The National Labor Relations Board recently dismissed a charge brought by an employee who was fired for a post on LinkedIn.  In 2010, a supervisor from the employee’s department invited the employee to join LinkedIn.  The invitation identified the company and asked the employee for his job title.  Thinking only his supervisor would see his response, the employee “jokingly” wrote that his position was, “f**ktard.”  (By the way, I added the asterisks – the employee used the real word.)

About a year later, when the company was working on its own LinkedIn page, it discovered the “f**ktard” post.  Not surprisingly, the “joke” fell flat, and the employee was fired.  The company informed him that the post violated the company’s electronic communication policy which “forbids material that is ‘obscene defamatory, harassing or abusive.’”

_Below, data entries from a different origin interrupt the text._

use crate::assembler::assemble;
use crate::chunking::{chunk_text, ChunkingConfig};
use crate::error::SummarizeError;
use crate::extractor::extract_document;
use crate::models::{
    FinalSummary, Format, RenderedArtifacts, SourceDocument, SummarizationOptions,
};
use crate::render::{render_all_with, PageSettings};
use crate::summarizer::Summarizer;
use tracing::{debug, info};

/// Everything one pipeline run produces for a document.
#[derive(Debug, Clone)]
pub struct PipelineOutput {
    pub checksum: String,
    pub format: Format,
    pub options: SummarizationOptions,
    pub extracted_text: String,
    pub summary: FinalSummary,
    pub artifacts: RenderedArtifacts,
}

/// Runs extraction, chunking, per-chunk summarization, assembly and
/// rendering strictly in sequence. Holds no state between runs.
pub struct SummaryPipeline<S>
where
    S: Summarizer,
{
    summarizer: S,
    options: SummarizationOptions,
    page_settings: PageSettings,
}

impl<S> SummaryPipeline<S>
where
    S: Summarizer + Send + Sync,
{
    pub fn new(summarizer: S, options: SummarizationOptions) -> Self {
        Self {
            summarizer,
            options,
            page_settings: PageSettings::default(),
        }
    }

    pub fn with_page_settings(mut self, page_settings: PageSettings) -> Self {
        self.page_settings = page_settings;
        self
    }

    pub fn options(&self) -> &SummarizationOptions {
        &self.options
    }

    pub fn summarizer(&self) -> &S {
        &self.summarizer
    }

    /// Summarizes extracted text. `progress` receives `completed / total`
    /// after every chunk. The first failing chunk aborts the run and the
    /// summaries gathered so far are dropped.
    pub async fn summarize_text<F>(
        &self,
        text: &str,
        mut progress: F,
    ) -> Result<FinalSummary, SummarizeError>
    where
        F: FnMut(f32) + Send,
    {
        let bounds = self.options.bounds;
        bounds.validate()?;
        let config = ChunkingConfig::try_from(self.options)?;

        let chunks = chunk_text(text, config);
        let total = chunks.len();
        info!(chunk_count = total, max_chars = config.max_chars, "summarizing document");

        let mut summaries = Vec::with_capacity(total);
        for (index, chunk) in chunks.iter().enumerate() {
            let summary = self
                .summarizer
                .summarize(chunk, bounds.min_length, bounds.max_length)
                .await
                .map_err(|error| SummarizeError::SummarizationFailed {
                    chunk: index + 1,
                    total,
                    details: error.to_string(),
                })?;

            debug!(
                chunk = index + 1,
                total,
                summary_chars = summary.chars().count(),
                "chunk summarized"
            );
            summaries.push(summary);
            progress((index + 1) as f32 / total as f32);
        }

        Ok(assemble(&summaries, text))
    }

    pub async fn run<F>(
        &self,
        document: &SourceDocument,
        progress: F,
    ) -> Result<PipelineOutput, SummarizeError>
    where
        F: FnMut(f32) + Send,
    {
        self.options.bounds.validate()?;

        let extracted_text = extract_document(document)?;
        let summary = self.summarize_text(&extracted_text, progress).await?;
        let artifacts = render_all_with(&summary.text, &self.page_settings)?;

        info!(
            format = %document.format,
            checksum = %document.checksum,
            source_words = summary.source_word_count,
            summary_words = summary.summary_word_count,
            "document summarized"
        );

        Ok(PipelineOutput {
            checksum: document.checksum.clone(),
            format: document.format,
            options: self.options,
            extracted_text,
            summary,
            artifacts,
        })
    }
}
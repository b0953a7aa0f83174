//! Panel exclusivity and outside-interaction dismissal.

use serde::{Deserialize, Serialize};

/// The panels that can fill the open picker's body.
///
/// Exactly one is visible while the picker is open.
#[derive(Debug, Clone, Copy, PartialEq, Eq, Hash, Default)]
pub enum Panel {
    /// The day grid for the viewed month.
    #[default]
    DayGrid,
    /// The twelve-month quick picker.
    MonthPicker,
    /// The year quick picker.
    YearPicker,
}

impl Panel {
    /// Returns the panel shown after pressing the label that toggles `target`.
    ///
    /// Pressing a label whose picker is already visible returns to the day
    /// grid; pressing it otherwise replaces whatever is visible.
    ///
    /// # Examples
    ///
    /// ```
    /// use creditsearch_picker::Panel;
    ///
    /// assert_eq!(Panel::DayGrid.toggle(Panel::MonthPicker), Panel::MonthPicker);
    /// assert_eq!(Panel::MonthPicker.toggle(Panel::MonthPicker), Panel::DayGrid);
    /// assert_eq!(Panel::YearPicker.toggle(Panel::MonthPicker), Panel::MonthPicker);
    /// ```
    #[must_use]
    pub fn toggle(self, target: Panel) -> Panel {
        if self == target { Panel::DayGrid } else { target }
    }
}

/// Where an interaction happened relative to the picker.
#[derive(Debug, Clone, Copy, PartialEq, Eq, Hash, Serialize, Deserialize)]
#[serde(rename_all = "snake_case")]
pub enum InteractionOrigin {
    /// Inside the field or its popup.
    Inside,
    /// Anywhere else.
    Outside,
}

/// Tracks whether outside interactions should close the picker.
///
/// The policy is armed while the picker is open and disarmed once it
/// closes, so a closed picker ignores outside interactions entirely.
#[derive(Debug, Clone, Copy, PartialEq, Eq, Default)]
pub struct DismissalPolicy {
    armed: bool,
}

impl DismissalPolicy {
    /// Starts listening for outside interactions.
    pub fn arm(&mut self) {
        self.armed = true;
    }

    /// Stops listening for outside interactions.
    pub fn disarm(&mut self) {
        self.armed = false;
    }

    /// Returns whether an interaction from `origin` should close the picker.
    #[must_use]
    pub fn should_dismiss(&self, origin: InteractionOrigin) -> bool {
        self.armed && origin == InteractionOrigin::Outside
    }
}

#[cfg(test)]
mod tests {
    use super::*;

    #[test]
    fn toggling_year_from_grid_and_back() {
        let panel = Panel::DayGrid.toggle(Panel::YearPicker);
        assert_eq!(panel, Panel::YearPicker);
        assert_eq!(panel.toggle(Panel::YearPicker), Panel::DayGrid);
    }

    #[test]
    fn toggling_one_picker_hides_the_other() {
        assert_eq!(Panel::MonthPicker.toggle(Panel::YearPicker), Panel::YearPicker);
        assert_eq!(Panel::YearPicker.toggle(Panel::MonthPicker), Panel::MonthPicker);
    }

    #[test]
    fn disarmed_policy_never_dismisses() {
        let policy = DismissalPolicy::default();
        assert!(!policy.should_dismiss(InteractionOrigin::Outside));
    }

    #[test]
    fn armed_policy_ignores_inside_interactions() {
        let mut policy = DismissalPolicy::default();
        policy.arm();
        assert!(!policy.should_dismiss(InteractionOrigin::Inside));
        assert!(policy.should_dismiss(InteractionOrigin::Outside));

        policy.disarm();
        assert!(!policy.should_dismiss(InteractionOrigin::Outside));
    }
}
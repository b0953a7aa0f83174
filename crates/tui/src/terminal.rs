//! Terminal setup and teardown.
//!
//! The form needs raw mode, the alternate screen and mouse capture (clicks
//! drive the calendar popup). [`TerminalSession`] restores all three when
//! dropped, and [`install_panic_hook`] does the same when the app panics.

use std::io::{self, Stdout};
use std::ops::{Deref, DerefMut};

use crossterm::{
    event::{DisableMouseCapture, EnableMouseCapture},
    execute,
    terminal::{EnterAlternateScreen, LeaveAlternateScreen, disable_raw_mode, enable_raw_mode},
};
use ratatui::{Terminal, backend::CrosstermBackend};
use tracing::warn;

/// The terminal type used by the application.
pub type AppTerminal = Terminal<CrosstermBackend<Stdout>>;

/// Error type for terminal operations.
#[derive(Debug, thiserror::Error)]
pub enum TerminalError {
    /// Failed to initialize the terminal.
    #[error("failed to setup terminal: {0}")]
    Setup(#[source] io::Error),

    /// Failed to restore the terminal.
    #[error("failed to restore terminal: {0}")]
    Restore(#[source] io::Error),
}

/// Switches the terminal into TUI mode.
///
/// Enables raw mode, enters the alternate screen and captures the mouse.
///
/// # Errors
///
/// Returns an error if any terminal operation fails.
pub fn setup_terminal() -> Result<AppTerminal, TerminalError> {
    enable_raw_mode().map_err(TerminalError::Setup)?;
    let mut stdout = io::stdout();
    execute!(stdout, EnterAlternateScreen, EnableMouseCapture).map_err(TerminalError::Setup)?;
    Terminal::new(CrosstermBackend::new(stdout)).map_err(TerminalError::Setup)
}

/// Undoes [`setup_terminal`] and shows the cursor again.
///
/// # Errors
///
/// Returns an error if any terminal operation fails.
pub fn restore_terminal(terminal: &mut AppTerminal) -> Result<(), TerminalError> {
    disable_raw_mode().map_err(TerminalError::Restore)?;
    execute!(
        terminal.backend_mut(),
        DisableMouseCapture,
        LeaveAlternateScreen
    )
    .map_err(TerminalError::Restore)?;
    terminal.show_cursor().map_err(TerminalError::Restore)
}

/// A terminal in TUI mode that is restored when dropped.
///
/// # Examples
///
/// ```no_run
/// use creditsearch_tui::terminal::TerminalSession;
///
/// # fn main() -> Result<(), creditsearch_tui::terminal::TerminalError> {
/// let mut session = TerminalSession::start()?;
/// session.clear().ok();
/// session.finish()?;
/// # Ok(())
/// # }
/// ```
#[derive(Debug)]
pub struct TerminalSession {
    terminal: Option<AppTerminal>,
}

impl TerminalSession {
    /// Sets up the terminal.
    ///
    /// # Errors
    ///
    /// Returns an error if the terminal cannot enter TUI mode.
    pub fn start() -> Result<Self, TerminalError> {
        Ok(Self {
            terminal: Some(setup_terminal()?),
        })
    }

    /// Restores the terminal, reporting failures.
    ///
    /// # Errors
    ///
    /// Returns an error if the terminal cannot be restored.
    pub fn finish(mut self) -> Result<(), TerminalError> {
        match self.terminal.take() {
            Some(mut terminal) => restore_terminal(&mut terminal),
            None => Ok(()),
        }
    }
}

impl Deref for TerminalSession {
    type Target = AppTerminal;

    fn deref(&self) -> &AppTerminal {
        self.terminal
            .as_ref()
            .unwrap_or_else(|| unreachable!("terminal is only taken when the session ends"))
    }
}

impl DerefMut for TerminalSession {
    fn deref_mut(&mut self) -> &mut AppTerminal {
        self.terminal
            .as_mut()
            .unwrap_or_else(|| unreachable!("terminal is only taken when the session ends"))
    }
}

impl Drop for TerminalSession {
    fn drop(&mut self) {
        if let Some(mut terminal) = self.terminal.take()
            && let Err(e) = restore_terminal(&mut terminal)
        {
            warn!(error = %e, "failed to restore terminal");
        }
    }
}

/// Installs a panic hook that restores the terminal first.
///
/// The previous hook still runs afterwards, so the panic message is
/// printed on the main screen. Call this once, before [`setup_terminal`].
pub fn install_panic_hook() {
    let original_hook = std::panic::take_hook();
    std::panic::set_hook(Box::new(move |panic_info| {
        // Best effort; the terminal may already be restored.
        let _ = disable_raw_mode();
        let _ = execute!(io::stdout(), DisableMouseCapture, LeaveAlternateScreen);
        original_hook(panic_info);
    }));
}
//! Error types for form operations.

use thiserror::Error;

use crate::form::FieldId;

/// Errors raised while updating form values.
#[derive(Debug, Clone, PartialEq, Eq, Error)]
pub enum ProtocolError {
    /// No field has the given form name.
    #[error("unknown field: {0}")]
    UnknownField(String),

    /// The value is not one of the field's options.
    #[error("invalid value for {field}: {value:?}")]
    InvalidOption {
        /// The field being set.
        field: FieldId,
        /// The rejected value.
        value: String,
    },
}

/// Result type for form operations.
pub type Result<T> = std::result::Result<T, ProtocolError>;
//! Postcode address lookup for the credit search application.
//!
//! This crate talks to the address lookup service: it exchanges an API key
//! for a short-lived bearer token, caches the token in memory, and searches
//! addresses by postcode. Results are turned into select options for the
//! address line field.
//!
//! # Overview
//!
//! - [`client`]: The [`LookupClient`] HTTP client
//! - [`token`]: In-memory bearer token cache
//! - [`address`]: Address records and option formatting
//! - [`error`]: Error types for lookup operations
//!
//! # Examples
//!
//! ```no_run
//! use creditsearch_config::LookupConfig;
//! use creditsearch_lookup::{LookupClient, format_address_options};
//!
//! # async fn example() -> creditsearch_lookup::Result<()> {
//! let mut client = LookupClient::new(&LookupConfig::default())?;
//! let options = format_address_options(&client.lookup("SW1A 2AA").await);
//! println!("{} options", options.len());
//! # Ok(())
//! # }
//! ```

pub mod address;
pub mod client;
pub mod error;
pub mod token;

pub use address::{Address, AddressOption, NO_RESULTS, SELECT_PLACEHOLDER, format_address_options};
pub use client::LookupClient;
pub use error::{Error, Result};
pub use token::TokenCache;
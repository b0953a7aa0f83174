//! Status bar widget.
//!
//! The bottom row shows the latest status message on the left and the
//! key hints for the current mode on the right.

use ratatui::{
    buffer::Buffer,
    layout::Rect,
    style::{Color, Style},
};

use crate::state::Status;

const FORM_HINTS: &str = "Tab next · Enter open · Ctrl+S submit · ? help";
const PICKER_HINTS: &str = "arrows move · PgUp/PgDn month · m/y pick · Esc close";

/// Renders the status bar into `area`.
///
/// Hints are dropped when the status message leaves no room for them.
///
/// # Examples
///
/// ```
/// use ratatui::{buffer::Buffer, layout::Rect};
/// use creditsearch_tui::Status;
/// use creditsearch_tui::widgets::render_status_bar;
///
/// let area = Rect::new(0, 0, 80, 1);
/// let mut buf = Buffer::empty(area);
/// render_status_bar(Some(&Status::Info("Found 3 addresses".into())), false, area, &mut buf);
/// ```
pub fn render_status_bar(status: Option<&Status>, picker_open: bool, area: Rect, buf: &mut Buffer) {
    if area.height == 0 {
        return;
    }

    let mut used = 0;
    if let Some(status) = status {
        let color = match status {
            Status::Info(_) => Color::Cyan,
            Status::Success(_) => Color::Green,
            Status::Error(_) => Color::Red,
        };
        let (x, _) = buf.set_stringn(
            area.x + 1,
            area.y,
            status.text(),
            usize::from(area.width.saturating_sub(1)),
            Style::default().fg(color),
        );
        used = x.saturating_sub(area.x);
    }

    let hints = if picker_open { PICKER_HINTS } else { FORM_HINTS };
    let hints_width = hints.chars().count() as u16;
    if used + hints_width + 2 <= area.width {
        buf.set_string(
            area.right() - hints_width - 1,
            area.y,
            hints,
            Style::default().fg(Color::DarkGray),
        );
    }
}
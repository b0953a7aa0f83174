//! Month and year quick pickers.
//!
//! Both lists are plain derived data. The controller decides which one (if
//! any) is visible.

use crate::bounds::DateBounds;
use crate::calendar::{MONTH_ABBREVIATIONS, ViewedMonth};

/// One entry of the month picker.
#[derive(Debug, Clone, Copy, PartialEq, Eq)]
pub struct MonthEntry {
    /// Zero-based month index.
    pub month: u32,
    /// Abbreviated name (`Jan`..`Dec`).
    pub label: &'static str,
    /// Whether this is the viewed month.
    pub current: bool,
    /// Whether the whole month lies outside the bounds for the viewed year.
    pub disabled: bool,
}

/// One entry of the year picker.
#[derive(Debug, Clone, Copy, PartialEq, Eq)]
pub struct YearEntry {
    /// The calendar year.
    pub year: i32,
    /// Whether this is the viewed year.
    pub current: bool,
}

/// Builds the twelve month entries for the viewed year.
///
/// # Examples
///
/// ```
/// use chrono::NaiveDate;
/// use creditsearch_picker::{DateBounds, ViewedMonth};
/// use creditsearch_picker::quick_pick::month_entries;
///
/// let bounds = DateBounds::new(
///     NaiveDate::from_ymd_opt(1920, 1, 1).unwrap(),
///     NaiveDate::from_ymd_opt(2003, 12, 31).unwrap(),
/// ).unwrap();
///
/// let entries = month_entries(ViewedMonth::new(1995, 5).unwrap(), &bounds);
/// assert_eq!(entries.len(), 12);
/// assert!(entries[5].current);
/// assert_eq!(entries[5].label, "Jun");
/// ```
#[must_use]
pub fn month_entries(view: ViewedMonth, bounds: &DateBounds) -> Vec<MonthEntry> {
    MONTH_ABBREVIATIONS
        .iter()
        .zip(0u32..)
        .map(|(&label, month)| MonthEntry {
            month,
            label,
            current: month == view.month(),
            disabled: view
                .with_month(month)
                .is_none_or(|candidate| !bounds.contains_month(candidate)),
        })
        .collect()
}

/// Builds one entry per year in the bounds, oldest first.
///
/// # Examples
///
/// ```
/// use chrono::NaiveDate;
/// use creditsearch_picker::{DateBounds, ViewedMonth};
/// use creditsearch_picker::quick_pick::year_entries;
///
/// let bounds = DateBounds::new(
///     NaiveDate::from_ymd_opt(1920, 1, 1).unwrap(),
///     NaiveDate::from_ymd_opt(2003, 12, 31).unwrap(),
/// ).unwrap();
///
/// let entries = year_entries(ViewedMonth::new(1995, 0).unwrap(), &bounds);
/// assert_eq!(entries.len(), 84);
/// assert!(entries.iter().any(|e| e.year == 1995 && e.current));
/// ```
#[must_use]
pub fn year_entries(view: ViewedMonth, bounds: &DateBounds) -> Vec<YearEntry> {
    bounds
        .years()
        .map(|year| YearEntry {
            year,
            current: year == view.year(),
        })
        .collect()
}
/// Finds what a click at (`column`, `row`) hits in a popup drawn at `area`.
///
/// Returns `None` when the click is outside the popup.
///
/// # Examples
///
/// ```
/// use chrono::NaiveDate;
/// use creditsearch_picker::{DateBounds, DateFieldProps, DatePicker, PickerMessage};
/// use ratatui::layout::Rect;
/// use creditsearch_tui::widgets::{PickerHit, hit_test};
///
/// let bounds = DateBounds::new(
///     NaiveDate::from_ymd_opt(1920, 1, 1).unwrap(),
///     NaiveDate::from_ymd_opt(2003, 12, 31).unwrap(),
/// ).unwrap();
/// let props = DateFieldProps::new("Date of Birth", "dateOfBirth", bounds);
/// let mut picker = DatePicker::new(props, NaiveDate::from_ymd_opt(2024, 1, 1).unwrap());
/// picker.update(PickerMessage::Activate);
///
/// let area = Rect::new(10, 5, 23, 12);
/// assert_eq!(hit_test(&picker, None, area, 11, 6), Some(PickerHit::PrevMonth));
/// assert_eq!(hit_test(&picker, None, area, 0, 0), None);
/// ```
#[must_use]
pub fn hit_test(
    picker: &DatePicker,
    cursor: Option<&PickerCursor>,
    area: Rect,
    column: u16,
    row: u16,
) -> Option<PickerHit> {
    let panel = picker.state().panel()?;
    if !area.contains((column, row).into()) {
        return None;
    }

    let inner = Rect {
        x: area.x + 1,
        y: area.y + 1,
        width: area.width.saturating_sub(2),
        height: area.height.saturating_sub(2),
    };
    if !inner.contains((column, row).into()) {
        return Some(PickerHit::Body);
    }
    let col = column - inner.x;
    let line = row - inner.y;

    if line == HEADER_ROW {
        let (month_span, year_span) = label_spans(picker.viewed_month());
        let hit = match col {
            PREV_COL => PickerHit::PrevMonth,
            NEXT_COL => PickerHit::NextMonth,
            c if month_span.contains(&c) => PickerHit::MonthLabel,
            c if year_span.contains(&c) => PickerHit::YearLabel,
            _ => PickerHit::Body,
        };
        return Some(hit);
    }

    if !(BODY_ROW..BODY_ROW + BODY_ROWS).contains(&line) {
        return Some(PickerHit::Body);
    }
    let body_row = line - BODY_ROW;

    let hit = match panel {
        Panel::DayGrid => {
            let column_index = col / DAY_CELL_WIDTH;
            let index = usize::from(body_row * 7 + column_index);
            (column_index < 7 && col % DAY_CELL_WIDTH < 2)
                .then(|| picker.day_cells().get(index).and_then(DayCell::day))
                .flatten()
                .map(PickerHit::Day)
        }
        Panel::MonthPicker => {
            entry_index(col, 3)
                .map(|c| u32::from(body_row) * QUICK_PICK_COLUMNS as u32 + c)
                .filter(|&month| month < 12)
                .map(PickerHit::Month)
        }
        Panel::YearPicker => entry_index(col, 4).and_then(|c| {
            let index = usize::from(body_row) * QUICK_PICK_COLUMNS as usize + c as usize;
            visible_years(picker, cursor)
                .get(index)
                .copied()
                .map(PickerHit::Year)
        }),
    };
    Some(hit.unwrap_or(PickerHit::Body))
}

Complicating the situation, however, was the fact that a couple of months before his termination, the employee had discussed with coworkers their opinion that the company’s overtime policy was unlawful.  (Is this setting off any red flags – it should!)

After the employee was fired, he brought a unfair labor practices charge against the company, claiming he was fired because of his discussions about the company’s overtime policy and that these discussions were protected concerted activity.

The NLRB, however, disagreed and dismissed the charge.  In this case the employee had not offered any evidence that the company even knew about his overtime complaints.  A company can’t terminate someone for engaging in protected concerted activity if the company doesn’t even know the protected activity occurred.

Aside from the employee’s strikingly poor taste in jokes (and apparent lack of tech savvyness – thinking only his supervisor would see the post!), I was struck by the fact that had the facts of this case been slightly different, the NLRB may have made a different decision.  What if the employee had posted, not that he was employed as a “f**ktard,” but that his supervisor was a “f**ktard”?  What if some of his coworkers posted comments agreeing with him, and they were motivated to make these comments because they were upset over the overtime issue?